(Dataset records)
·····

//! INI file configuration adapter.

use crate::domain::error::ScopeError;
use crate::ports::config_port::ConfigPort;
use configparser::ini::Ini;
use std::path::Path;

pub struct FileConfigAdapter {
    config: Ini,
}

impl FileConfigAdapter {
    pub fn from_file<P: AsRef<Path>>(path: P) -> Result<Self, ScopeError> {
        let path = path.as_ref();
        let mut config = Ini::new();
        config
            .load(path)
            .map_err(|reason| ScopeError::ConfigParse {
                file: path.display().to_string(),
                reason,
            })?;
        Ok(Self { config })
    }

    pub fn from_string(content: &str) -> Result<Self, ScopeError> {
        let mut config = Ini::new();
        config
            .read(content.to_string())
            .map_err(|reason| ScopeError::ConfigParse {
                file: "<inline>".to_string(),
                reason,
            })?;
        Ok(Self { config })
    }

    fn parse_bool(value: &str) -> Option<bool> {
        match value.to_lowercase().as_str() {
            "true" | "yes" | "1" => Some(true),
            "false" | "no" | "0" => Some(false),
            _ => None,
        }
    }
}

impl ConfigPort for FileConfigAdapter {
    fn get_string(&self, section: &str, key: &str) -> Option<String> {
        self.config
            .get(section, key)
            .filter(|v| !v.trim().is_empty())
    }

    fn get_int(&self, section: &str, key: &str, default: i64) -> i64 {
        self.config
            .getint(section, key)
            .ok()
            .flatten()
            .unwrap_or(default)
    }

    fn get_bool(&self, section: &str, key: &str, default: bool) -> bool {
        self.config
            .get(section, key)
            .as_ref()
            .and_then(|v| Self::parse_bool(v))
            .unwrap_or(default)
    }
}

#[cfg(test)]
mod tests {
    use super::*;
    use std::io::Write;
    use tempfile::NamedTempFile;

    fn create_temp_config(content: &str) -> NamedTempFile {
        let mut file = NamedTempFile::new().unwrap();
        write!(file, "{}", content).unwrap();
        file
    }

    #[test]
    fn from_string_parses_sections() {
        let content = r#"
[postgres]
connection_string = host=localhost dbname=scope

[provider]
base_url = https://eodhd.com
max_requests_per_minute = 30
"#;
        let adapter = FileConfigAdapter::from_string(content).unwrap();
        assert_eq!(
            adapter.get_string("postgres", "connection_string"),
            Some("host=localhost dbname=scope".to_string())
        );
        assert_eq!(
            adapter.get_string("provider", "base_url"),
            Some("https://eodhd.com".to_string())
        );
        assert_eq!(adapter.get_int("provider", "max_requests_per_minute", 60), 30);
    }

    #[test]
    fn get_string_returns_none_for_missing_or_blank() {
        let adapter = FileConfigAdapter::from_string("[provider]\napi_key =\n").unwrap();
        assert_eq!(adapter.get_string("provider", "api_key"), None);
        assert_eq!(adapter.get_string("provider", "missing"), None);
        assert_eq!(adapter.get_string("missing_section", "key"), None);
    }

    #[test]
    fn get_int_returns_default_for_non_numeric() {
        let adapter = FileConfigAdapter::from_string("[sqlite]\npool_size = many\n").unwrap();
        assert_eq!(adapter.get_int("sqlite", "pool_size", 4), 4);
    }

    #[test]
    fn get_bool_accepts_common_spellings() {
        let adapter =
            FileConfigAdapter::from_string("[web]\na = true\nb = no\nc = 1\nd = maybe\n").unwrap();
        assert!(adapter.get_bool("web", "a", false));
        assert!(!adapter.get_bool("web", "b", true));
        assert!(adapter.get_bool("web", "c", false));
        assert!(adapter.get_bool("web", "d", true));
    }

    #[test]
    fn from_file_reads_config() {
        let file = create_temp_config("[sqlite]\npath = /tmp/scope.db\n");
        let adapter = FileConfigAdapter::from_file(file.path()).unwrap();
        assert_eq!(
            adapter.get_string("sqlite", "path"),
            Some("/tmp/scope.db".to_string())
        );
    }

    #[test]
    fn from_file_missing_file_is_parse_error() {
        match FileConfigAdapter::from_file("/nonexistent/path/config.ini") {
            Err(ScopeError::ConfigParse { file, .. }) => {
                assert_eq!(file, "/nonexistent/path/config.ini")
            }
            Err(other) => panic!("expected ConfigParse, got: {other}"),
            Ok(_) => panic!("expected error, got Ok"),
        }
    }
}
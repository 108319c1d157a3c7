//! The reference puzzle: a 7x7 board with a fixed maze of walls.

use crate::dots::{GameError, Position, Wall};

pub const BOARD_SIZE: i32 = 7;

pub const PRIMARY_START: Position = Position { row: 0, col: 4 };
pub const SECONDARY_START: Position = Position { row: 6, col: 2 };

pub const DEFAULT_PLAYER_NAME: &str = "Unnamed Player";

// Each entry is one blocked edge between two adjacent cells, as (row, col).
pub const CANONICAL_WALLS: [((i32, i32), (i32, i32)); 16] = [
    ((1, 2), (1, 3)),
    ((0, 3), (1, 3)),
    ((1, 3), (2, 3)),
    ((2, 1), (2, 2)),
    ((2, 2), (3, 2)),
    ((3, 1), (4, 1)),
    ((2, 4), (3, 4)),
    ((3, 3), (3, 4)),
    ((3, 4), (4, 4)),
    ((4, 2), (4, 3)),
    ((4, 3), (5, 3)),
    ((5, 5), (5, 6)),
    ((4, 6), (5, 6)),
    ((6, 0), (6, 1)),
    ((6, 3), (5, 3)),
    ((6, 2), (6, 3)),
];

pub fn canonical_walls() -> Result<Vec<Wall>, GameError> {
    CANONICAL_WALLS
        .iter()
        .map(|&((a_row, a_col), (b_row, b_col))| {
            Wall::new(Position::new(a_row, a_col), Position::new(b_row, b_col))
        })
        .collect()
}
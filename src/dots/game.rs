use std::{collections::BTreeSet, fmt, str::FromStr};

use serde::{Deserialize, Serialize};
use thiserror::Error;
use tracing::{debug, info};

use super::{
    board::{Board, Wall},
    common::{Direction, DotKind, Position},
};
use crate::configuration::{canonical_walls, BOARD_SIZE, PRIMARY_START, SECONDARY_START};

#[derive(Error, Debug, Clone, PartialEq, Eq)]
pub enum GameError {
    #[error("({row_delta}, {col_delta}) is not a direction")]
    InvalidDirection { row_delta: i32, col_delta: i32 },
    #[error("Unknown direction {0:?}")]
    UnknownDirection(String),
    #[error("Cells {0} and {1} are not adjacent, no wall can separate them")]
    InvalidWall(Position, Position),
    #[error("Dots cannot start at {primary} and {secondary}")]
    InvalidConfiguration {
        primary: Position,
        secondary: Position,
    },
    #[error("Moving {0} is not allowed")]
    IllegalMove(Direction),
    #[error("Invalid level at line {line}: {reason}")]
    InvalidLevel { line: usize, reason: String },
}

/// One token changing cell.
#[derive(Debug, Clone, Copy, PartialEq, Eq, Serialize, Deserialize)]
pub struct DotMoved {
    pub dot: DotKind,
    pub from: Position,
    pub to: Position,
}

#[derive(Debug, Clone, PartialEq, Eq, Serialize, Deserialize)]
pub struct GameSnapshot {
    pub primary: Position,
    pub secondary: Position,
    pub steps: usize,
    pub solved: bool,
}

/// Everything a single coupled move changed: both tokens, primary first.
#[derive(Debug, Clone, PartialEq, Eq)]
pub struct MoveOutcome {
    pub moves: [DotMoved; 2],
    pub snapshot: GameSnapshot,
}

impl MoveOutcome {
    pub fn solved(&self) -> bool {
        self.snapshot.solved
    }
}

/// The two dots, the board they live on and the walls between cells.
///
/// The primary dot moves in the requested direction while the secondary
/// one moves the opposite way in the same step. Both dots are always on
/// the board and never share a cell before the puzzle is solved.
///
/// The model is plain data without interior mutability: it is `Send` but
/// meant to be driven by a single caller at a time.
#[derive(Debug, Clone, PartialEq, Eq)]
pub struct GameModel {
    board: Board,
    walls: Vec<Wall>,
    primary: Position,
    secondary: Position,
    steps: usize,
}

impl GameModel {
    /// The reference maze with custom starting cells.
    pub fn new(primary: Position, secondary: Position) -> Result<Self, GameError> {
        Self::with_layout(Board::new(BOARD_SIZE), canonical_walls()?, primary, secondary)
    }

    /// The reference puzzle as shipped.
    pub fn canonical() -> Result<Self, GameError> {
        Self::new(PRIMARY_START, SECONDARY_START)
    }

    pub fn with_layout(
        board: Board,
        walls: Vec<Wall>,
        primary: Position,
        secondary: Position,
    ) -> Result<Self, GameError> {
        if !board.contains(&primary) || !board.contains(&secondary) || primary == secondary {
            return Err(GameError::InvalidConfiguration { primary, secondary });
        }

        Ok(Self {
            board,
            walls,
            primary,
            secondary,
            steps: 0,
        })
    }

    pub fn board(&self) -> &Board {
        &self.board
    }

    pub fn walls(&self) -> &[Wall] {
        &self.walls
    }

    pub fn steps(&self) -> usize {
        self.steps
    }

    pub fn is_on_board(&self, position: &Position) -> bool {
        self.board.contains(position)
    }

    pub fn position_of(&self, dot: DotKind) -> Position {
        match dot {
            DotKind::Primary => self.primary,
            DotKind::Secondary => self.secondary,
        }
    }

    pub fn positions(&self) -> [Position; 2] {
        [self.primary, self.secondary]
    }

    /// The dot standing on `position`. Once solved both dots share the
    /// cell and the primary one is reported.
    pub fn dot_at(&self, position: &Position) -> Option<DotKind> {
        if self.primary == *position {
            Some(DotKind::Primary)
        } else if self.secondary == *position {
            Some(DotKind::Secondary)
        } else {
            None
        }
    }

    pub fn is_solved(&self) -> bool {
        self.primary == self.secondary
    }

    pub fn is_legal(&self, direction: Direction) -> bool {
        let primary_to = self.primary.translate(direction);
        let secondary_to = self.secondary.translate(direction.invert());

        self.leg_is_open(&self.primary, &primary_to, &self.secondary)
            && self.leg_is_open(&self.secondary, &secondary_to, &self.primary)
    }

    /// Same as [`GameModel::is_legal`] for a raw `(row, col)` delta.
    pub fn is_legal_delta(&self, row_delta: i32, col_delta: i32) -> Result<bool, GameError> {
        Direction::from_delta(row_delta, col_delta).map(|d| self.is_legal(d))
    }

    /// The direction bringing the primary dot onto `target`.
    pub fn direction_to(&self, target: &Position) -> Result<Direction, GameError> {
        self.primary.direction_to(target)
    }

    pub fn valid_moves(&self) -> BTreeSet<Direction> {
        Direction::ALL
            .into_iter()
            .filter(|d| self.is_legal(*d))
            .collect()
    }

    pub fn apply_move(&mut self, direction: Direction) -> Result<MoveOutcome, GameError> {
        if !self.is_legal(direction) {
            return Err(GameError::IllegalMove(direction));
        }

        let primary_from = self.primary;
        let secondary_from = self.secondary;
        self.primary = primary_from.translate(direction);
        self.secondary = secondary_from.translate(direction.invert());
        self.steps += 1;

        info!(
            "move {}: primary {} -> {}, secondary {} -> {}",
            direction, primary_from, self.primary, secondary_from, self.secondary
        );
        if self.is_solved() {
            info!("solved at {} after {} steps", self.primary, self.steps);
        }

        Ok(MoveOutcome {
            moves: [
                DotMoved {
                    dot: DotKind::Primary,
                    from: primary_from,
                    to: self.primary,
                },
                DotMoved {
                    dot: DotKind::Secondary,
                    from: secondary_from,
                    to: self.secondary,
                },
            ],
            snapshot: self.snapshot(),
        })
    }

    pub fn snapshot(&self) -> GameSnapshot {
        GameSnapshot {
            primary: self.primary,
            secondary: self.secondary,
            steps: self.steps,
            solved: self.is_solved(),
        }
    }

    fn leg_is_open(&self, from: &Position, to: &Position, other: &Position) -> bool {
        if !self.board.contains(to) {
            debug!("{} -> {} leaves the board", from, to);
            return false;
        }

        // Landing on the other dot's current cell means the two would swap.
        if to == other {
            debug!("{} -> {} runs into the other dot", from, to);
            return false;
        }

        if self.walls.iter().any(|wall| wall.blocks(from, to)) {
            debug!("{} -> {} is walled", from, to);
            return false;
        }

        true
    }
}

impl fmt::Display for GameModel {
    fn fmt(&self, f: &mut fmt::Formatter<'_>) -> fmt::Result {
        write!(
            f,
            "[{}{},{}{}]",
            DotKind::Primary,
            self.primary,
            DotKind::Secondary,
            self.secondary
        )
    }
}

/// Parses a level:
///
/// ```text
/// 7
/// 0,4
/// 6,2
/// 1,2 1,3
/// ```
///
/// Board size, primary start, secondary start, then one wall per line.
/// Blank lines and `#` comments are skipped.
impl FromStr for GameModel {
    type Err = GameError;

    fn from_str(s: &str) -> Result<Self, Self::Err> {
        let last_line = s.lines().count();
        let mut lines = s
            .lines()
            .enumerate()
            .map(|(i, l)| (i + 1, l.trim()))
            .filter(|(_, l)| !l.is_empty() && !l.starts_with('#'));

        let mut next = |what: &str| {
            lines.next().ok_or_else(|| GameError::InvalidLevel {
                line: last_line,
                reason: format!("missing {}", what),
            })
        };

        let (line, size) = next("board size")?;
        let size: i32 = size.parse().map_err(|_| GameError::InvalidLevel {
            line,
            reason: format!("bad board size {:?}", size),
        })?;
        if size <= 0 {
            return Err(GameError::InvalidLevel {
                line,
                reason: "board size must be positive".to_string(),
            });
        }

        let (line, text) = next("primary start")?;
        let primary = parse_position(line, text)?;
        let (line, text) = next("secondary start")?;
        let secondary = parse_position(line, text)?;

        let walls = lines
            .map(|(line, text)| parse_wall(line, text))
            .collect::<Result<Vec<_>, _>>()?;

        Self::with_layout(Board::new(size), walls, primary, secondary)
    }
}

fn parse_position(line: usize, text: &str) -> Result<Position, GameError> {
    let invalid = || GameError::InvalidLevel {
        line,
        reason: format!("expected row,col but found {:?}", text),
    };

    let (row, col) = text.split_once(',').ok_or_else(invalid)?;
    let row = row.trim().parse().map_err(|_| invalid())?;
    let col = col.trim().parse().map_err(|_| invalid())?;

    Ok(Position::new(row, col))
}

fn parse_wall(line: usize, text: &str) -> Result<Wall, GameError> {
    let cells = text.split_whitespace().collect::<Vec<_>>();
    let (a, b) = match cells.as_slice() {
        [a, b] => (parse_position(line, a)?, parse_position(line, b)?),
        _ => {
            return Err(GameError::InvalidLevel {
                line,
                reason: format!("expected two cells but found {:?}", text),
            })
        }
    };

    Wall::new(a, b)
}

·····

**PROBLEM**
Scan the data, and report each line that uses the word "expected".

**TASK RESULT**
            Err(other) => panic!("expected ConfigParse, got: {other}"),
            Ok(_) => panic!("expected error, got Ok"),
        reason: format!("expected row,col but found {:?}", text),
                reason: format!("expected two cells but found {:?}", text),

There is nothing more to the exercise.